Where $\otimes$ denotes the tensor product, $\overline{\mathbb{C}^n}$ is the conjugate space of the complex (finite) Hilbert space $\mathbb{C}^n$, and $M_n(\mathbb{C})$ is the set of $n\times n$ matrices over $\mathbb{C}$.

I want to show the following:

(i) T is a bijection that preserves inner products (under the Hilbert-Schmidt inner product on $M_n(\mathbb{C})$

(ii) $T(\ket{\psi}\otimes\ket{\varphi} = \ket{\psi}\bra{\varphi}$ for every $\ket{\psi}, \ket{\varphi} \in \mathbb{C}^n$.

I think part of my trouble is figuring out the Dirac notation / how the outer product works. I'm not sure exactly what $\ket{i}\bra{j}$ looks like as a matrix (obviously it's a matrix in $M_n(\mathbb{C})$ but I'm not quite sure what the entries look like).

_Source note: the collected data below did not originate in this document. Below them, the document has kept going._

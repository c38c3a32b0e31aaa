use crate::errors::Result;
use crate::traits::{check_dimensions, SamplingMethod};
use crate::utils::pdist;
use linfa::Float;
use ndarray::{s, Array, Array2};
use ndarray_rand::{
    rand::seq::SliceRandom, rand::Rng, rand::SeedableRng, rand_distr::Uniform, RandomExt,
};
use ndarray_stats::QuantileExt;
use rand_xoshiro::Xoshiro256Plus;
#[cfg(feature = "serializable")]
use serde::{Deserialize, Serialize};

/// Kinds of Latin Hypercube Design
#[derive(Clone, Copy, Debug, Default, PartialEq, Eq)]
#[cfg_attr(feature = "serializable", derive(Serialize, Deserialize))]
pub enum LhsKind {
    /// sample is choosen randomly within its latin hypercube interval
    #[default]
    Classic,
    /// sample is the middle of its latin hypercube interval
    Centered,
    /// classic draws are repeated and the plan with the largest minimal
    /// distance between samples is retained
    Maximin,
}

/// The LHS design is built as follows: the `[0., 1.]` interval of each factor
/// is divided into ns strata where ns is the number of samples, one draw is
/// placed in each stratum, and the stratum-to-sample assignment is permuted
/// independently per factor. Every factor therefore sees exactly one sample
/// per stratum of width `1/ns`. The position of the draw within its stratum
/// depends on the kind of LHS (see [LhsKind]).
#[derive(Clone, Debug)]
#[cfg_attr(feature = "serializable", derive(Serialize, Deserialize))]
pub struct Lhs<R: Rng + Clone> {
    /// The requested kind of LHS
    kind: LhsKind,
    /// Random generator used for reproducibility
    rng: R,
}

impl Lhs<Xoshiro256Plus> {
    /// Constructor using the default, entropy-seeded random generator
    ///
    /// ```
    /// use doegen_sampling::{Lhs, SamplingMethod};
    ///
    /// let raw: ndarray::Array2<f64> = Lhs::new().generate_samples(2, 5).unwrap();
    /// assert_eq!(raw.dim(), (2, 5));
    /// ```
    pub fn new() -> Self {
        Lhs {
            kind: LhsKind::default(),
            rng: Xoshiro256Plus::from_entropy(),
        }
    }
}

impl<R: Rng + Clone> Lhs<R> {
    /// Sets the kind of LHS
    pub fn kind(mut self, kind: LhsKind) -> Self {
        self.kind = kind;
        self
    }

    /// Sets the random generator, for reproducible designs
    pub fn with_rng<R2: Rng + Clone>(self, rng: R2) -> Lhs<R2> {
        Lhs {
            kind: self.kind,
            rng,
        }
    }
}

impl<F: Float, R: Rng + Clone> SamplingMethod<F> for Lhs<R> {
    fn generate_samples(&self, factor_count: usize, sample_count: usize) -> Result<Array2<F>> {
        check_dimensions(factor_count, sample_count)?;
        let mut rng = self.rng.clone();
        let lhs = match self.kind {
            LhsKind::Classic => classic_lhs(factor_count, sample_count, &mut rng),
            LhsKind::Centered => centered_lhs(factor_count, sample_count, &mut rng),
            LhsKind::Maximin => maximin_lhs(factor_count, sample_count, &mut rng, 5),
        };
        Ok(lhs.mapv(F::cast))
    }
}

fn classic_lhs<R: Rng + Clone>(nf: usize, ns: usize, rng: &mut R) -> Array2<f64> {
    let cut = Array::linspace(0., 1., ns + 1);
    let a = cut.slice(s![..ns]).to_owned();
    let b = cut.slice(s![1..ns + 1]);
    let c = &b - &a;

    let rnd = Array::random_using((nf, ns), Uniform::new(0., 1.), rng);
    let mut lhs = Array2::zeros((nf, ns));
    for i in 0..nf {
        let mut row = rnd.row(i).to_owned() * &c + &a;
        row.as_slice_mut().unwrap().shuffle(rng);
        lhs.row_mut(i).assign(&row);
    }
    lhs
}

fn centered_lhs<R: Rng + Clone>(nf: usize, ns: usize, rng: &mut R) -> Array2<f64> {
    let cut = Array::linspace(0., 1., ns + 1);
    let a = cut.slice(s![..ns]);
    let b = cut.slice(s![1..ns + 1]);
    let mut c = (&a + &b) / 2.;

    let mut lhs = Array2::zeros((nf, ns));
    for i in 0..nf {
        c.as_slice_mut().unwrap().shuffle(rng);
        lhs.row_mut(i).assign(&c);
    }
    lhs
}

fn maximin_lhs<R: Rng + Clone>(nf: usize, ns: usize, rng: &mut R, n_iter: usize) -> Array2<f64> {
    let mut best = classic_lhs(nf, ns, rng);
    if ns < 2 {
        return best;
    }
    let mut max_dist = *pdist(&best).min().unwrap();
    for _ in 1..n_iter {
        let lhs = classic_lhs(nf, ns, rng);
        let d_min = *pdist(&lhs).min().unwrap();
        if d_min > max_dist {
            max_dist = d_min;
            best = lhs;
        }
    }
    best
}

#[cfg(test)]
mod tests {
    use super::*;
    use approx::assert_abs_diff_eq;
    use ndarray::{Array1, Array2};

    /// Each of the ns strata of width 1/ns must hold exactly one value.
    fn assert_stratified(row: ndarray::ArrayView1<f64>, ns: usize) {
        let mut seen = vec![0usize; ns];
        for &v in row {
            assert!((0. ..1.).contains(&v), "value {v} escaped the unit interval");
            seen[(v * ns as f64) as usize] += 1;
        }
        assert!(seen.iter().all(|&count| count == 1), "strata occupancy {seen:?}");
    }

    #[test]
    fn test_classic_lhs_stratification() {
        let raw: Array2<f64> = Lhs::new()
            .with_rng(Xoshiro256Plus::seed_from_u64(42))
            .generate_samples(3, 8)
            .unwrap();
        assert_eq!(raw.dim(), (3, 8));
        for row in raw.rows() {
            assert_stratified(row, 8);
        }
    }

    #[test]
    fn test_centered_lhs_hits_stratum_midpoints() {
        let ns = 5;
        let raw: Array2<f64> = Lhs::new()
            .with_rng(Xoshiro256Plus::seed_from_u64(0))
            .kind(LhsKind::Centered)
            .generate_samples(2, ns)
            .unwrap();
        let midpoints: Array1<f64> = (0..ns)
            .map(|k| (2 * k + 1) as f64 / (2 * ns) as f64)
            .collect();
        for row in raw.rows() {
            let mut sorted = row.to_vec();
            sorted.sort_by(|a, b| a.partial_cmp(b).unwrap());
            assert_abs_diff_eq!(Array1::from(sorted), midpoints, epsilon = 1e-12);
        }
    }

    #[test]
    fn test_maximin_lhs_stays_stratified() {
        let raw: Array2<f64> = Lhs::new()
            .with_rng(Xoshiro256Plus::seed_from_u64(42))
            .kind(LhsKind::Maximin)
            .generate_samples(4, 10)
            .unwrap();
        for row in raw.rows() {
            assert_stratified(row, 10);
        }
    }

    #[test]
    fn test_lhs_reproducible() {
        let lhs = Lhs::new().with_rng(Xoshiro256Plus::seed_from_u64(42));
        let a: Array2<f64> = lhs.generate_samples(3, 6).unwrap();
        let b: Array2<f64> = lhs.generate_samples(3, 6).unwrap();
        assert_eq!(a, b);
    }

    #[test]
    fn test_single_sample_design() {
        let raw: Array2<f64> = Lhs::new()
            .with_rng(Xoshiro256Plus::seed_from_u64(1))
            .generate_samples(2, 1)
            .unwrap();
        assert_eq!(raw.dim(), (2, 1));
        assert!(raw.iter().all(|&v| (0. ..1.).contains(&v)));
    }
}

Also, I think part (ii) of the question is an immediate consequence from the fact that $T$ is a linear, inner product preserving bijection, but I'm a bit confused about why $\ket{\varphi}$ is now coming from $\mathbb{C}^n$ rather than $\overline{\mathbb{C}^n}$.

Any help is appreciated.

Answer 1

In my opinion, this is one of several troubles with Dirac's notation. When you see the elements of $\mathbb C^n$ ("kets") as columns vectors, the "bras" are the adjoints, i.e. their conjugate tranposes. So you have, in $\mathbb C^2$, $$ |1\rangle=\begin{bmatrix} 1\\0\end{bmatrix},\ \ \langle 1|=\begin{bmatrix} 1\\0\end{bmatrix}^*=\begin{bmatrix} 1&0\end{bmatrix}. $$ Mathematicians usually use $\{e_1,\ldots,e_n\}$ for the canonical basis of $\mathbb C^n$, and so your map is $$ T(e_i\otimes e_j)=e_ie_j^*. $$ And now you can calculate the entries of the matrix explicitly.

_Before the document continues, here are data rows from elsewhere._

//! Generates the four reference datasets, one per sampling method, into
//! `target/datasets/`.

use doegen_report::{run, Palette, RunConfig};
use doegen_sampling::{BetaRandom, FactorSet, Lhs, MonteCarlo, NormalRandom, SamplingMethod};
use std::error::Error;
use std::fs::create_dir_all;
use std::path::Path;

fn main() -> Result<(), Box<dyn Error>> {
    env_logger::init();

    let out_dir = Path::new("target/datasets");
    create_dir_all(out_dir)?;

    let factors = FactorSet::from_pairs([
        ("height", (50., 200.)),
        ("width", (0.06, 0.1)),
        ("density", (1e15, 9e15)),
        ("temp", (-50., 250.)),
    ])?;
    let sample_count = 200;

    let methods: Vec<(&str, Palette, Box<dyn SamplingMethod<f64>>)> = vec![
        ("monte_carlo", Palette::Winter, Box::new(MonteCarlo::new())),
        ("latin_hypercube", Palette::Autumn, Box::new(Lhs::new())),
        ("normal_random", Palette::Gray, Box::new(NormalRandom::new())),
        ("beta_random", Palette::Summer, Box::new(BetaRandom::new())),
    ];

    for (base_name, palette, method) in &methods {
        let config = RunConfig {
            factors: factors.clone(),
            sample_count,
            base_name: base_name.to_string(),
            palette: *palette,
        };
        let table = run(&config, method.as_ref(), out_dir)?;
        println!(
            "{base_name}: {} samples x {} factors",
            table.num_samples(),
            table.num_factors()
        );
    }
    Ok(())
}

To see that $T$ is a bijection, you just check that $\{e_i\otimes e_j\}_{i,j=1,\ldots,n}$ is a basis of $\mathbb C^n\otimes\mathbb C^n$, and that $\{e_ie_j^*\}_{i,j=1,\ldots,n}$ is a basis of $M_n(\mathbb C)$ (we usually call the matrices $e_ie_j^*$ the "matrix units").

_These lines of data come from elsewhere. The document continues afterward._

/*!
This library generates synthetic multi-factor datasets for design-of-experiments
and sensitivity-analysis workflows.

A design is declared as an ordered [`FactorSet`], each [`Factor`] carrying a
name and a `[lower, upper]` sampling interval. A [`SamplingMethod`] fills a
`(factor_count, sample_count)` matrix with raw draws, [`denormalize`] rescales
every factor row affinely into its declared interval, and
[`SampleTable::assemble`] turns the result into a sample-major table keyed by
factor name, ready for persistence.

Example:
```
use doegen_sampling::{denormalize, FactorSet, Lhs, LhsKind, SampleTable, SamplingMethod};
use ndarray_rand::rand::SeedableRng;
use rand_xoshiro::Xoshiro256Plus;

# fn main() -> doegen_sampling::Result<()> {
// Two factors with their physical intervals.
let factors = FactorSet::from_pairs([
    ("height", (50., 200.)),
    ("width", (0.06, 0.1)),
])?;
// Five samples using centered Latin Hypercube sampling.
let lhs = Lhs::new()
    .with_rng(Xoshiro256Plus::seed_from_u64(42))
    .kind(LhsKind::Centered);
let raw = lhs.generate_samples(factors.len(), 5)?;
// Rescale the unit-interval draws into the factor intervals.
let scaled = denormalize(&raw, &factors)?;
let table = SampleTable::assemble(&scaled, &factors)?;
assert_eq!(table.column_names(), ["height", "width"]);
assert_eq!(table.num_samples(), 5);
# Ok(()) }
```

This library contains four kinds of sampling methods:
* [Monte Carlo sampling](crate::MonteCarlo), independent uniform draws,
* [Latin Hypercube sampling](crate::Lhs), stratified uniform draws,
* [Normal sampling](crate::NormalRandom), draws from a fixed normal distribution,
* [Beta sampling](crate::BetaRandom), draws from a fixed `Beta(5, 2)` distribution.

Monte Carlo and Latin Hypercube draws always lie in `[0., 1.]` and therefore
denormalize inside the declared bounds. Normal and beta draws follow their
native distribution support, and the affine rescaling deliberately carries any
excursion outside the unit interval through to the output.
*/
#![warn(missing_docs)]
#![warn(rustdoc::broken_intra_doc_links)]

mod beta;
mod denormalize;
mod errors;
mod factors;
mod lhs;
mod monte_carlo;
mod normal;
mod table;
mod traits;
mod utils;

pub use beta::*;
pub use denormalize::*;
pub use errors::*;
pub use factors::*;
pub use lhs::*;
pub use monte_carlo::*;
pub use normal::*;
pub use table::*;
pub use traits::*;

For the inner product, since the aforementioned bases are orthonormal bases, it is enough to check that $T$ preserves the inner product of basis elements. We have \begin{align} \langle T(e_i\otimes e_j),T(e_s\otimes e_t)\rangle &=\langle e_ie_j^*,e_se_t^*\rangle=\operatorname{Tr}((e_se_t^*)^*e_ie_j^*) =\operatorname{Tr}(e_te_s^*e_ie_j^*) =e_s^*e_i\,\operatorname{Tr}(e_te_j^*)\\ &=\delta_{i,s}\,\delta_{j,t}=\langle e_i,e_s\rangle\,\langle e_j,e_t\rangle\\ &=\langle e_i\otimes e_j,e_s\otimes e_t\rangle. \end{align}

As for your last question, $\langle \varphi|\in\overline{\mathbb C^n}$ is the adjoint of $|\varphi\rangle\in\mathbb C^n$. The confusion arises is that the domain of $T$ is $\mathbb C\otimes \mathbb C$. Then, on the right, you take the adjoint of the second coordinate.

And yes, part (ii) follows as you say: if $\varphi=\sum_{s=1}^n \varphi_se_s$ and $\psi=\sum_{t=1}^n \psi_te_t$, then \begin{align} T(\varphi\otimes\psi) &=\sum_{s,t} \varphi_s\overline{\psi_t}\,T(e_s\otimes e_t)\\ &=\sum_{s,t} \varphi_s\overline{\psi_t}\,e_se_t^*\\ &=\left(\sum_s\varphi_se_s\right)\,\left(\sum_t\psi_te_t\right)^*\\ &=\varphi\psi^*. \end{align}

Answer 2

Since Martin Argerami already gave the answer, the purpose of my post is to clarify the Dirac notation.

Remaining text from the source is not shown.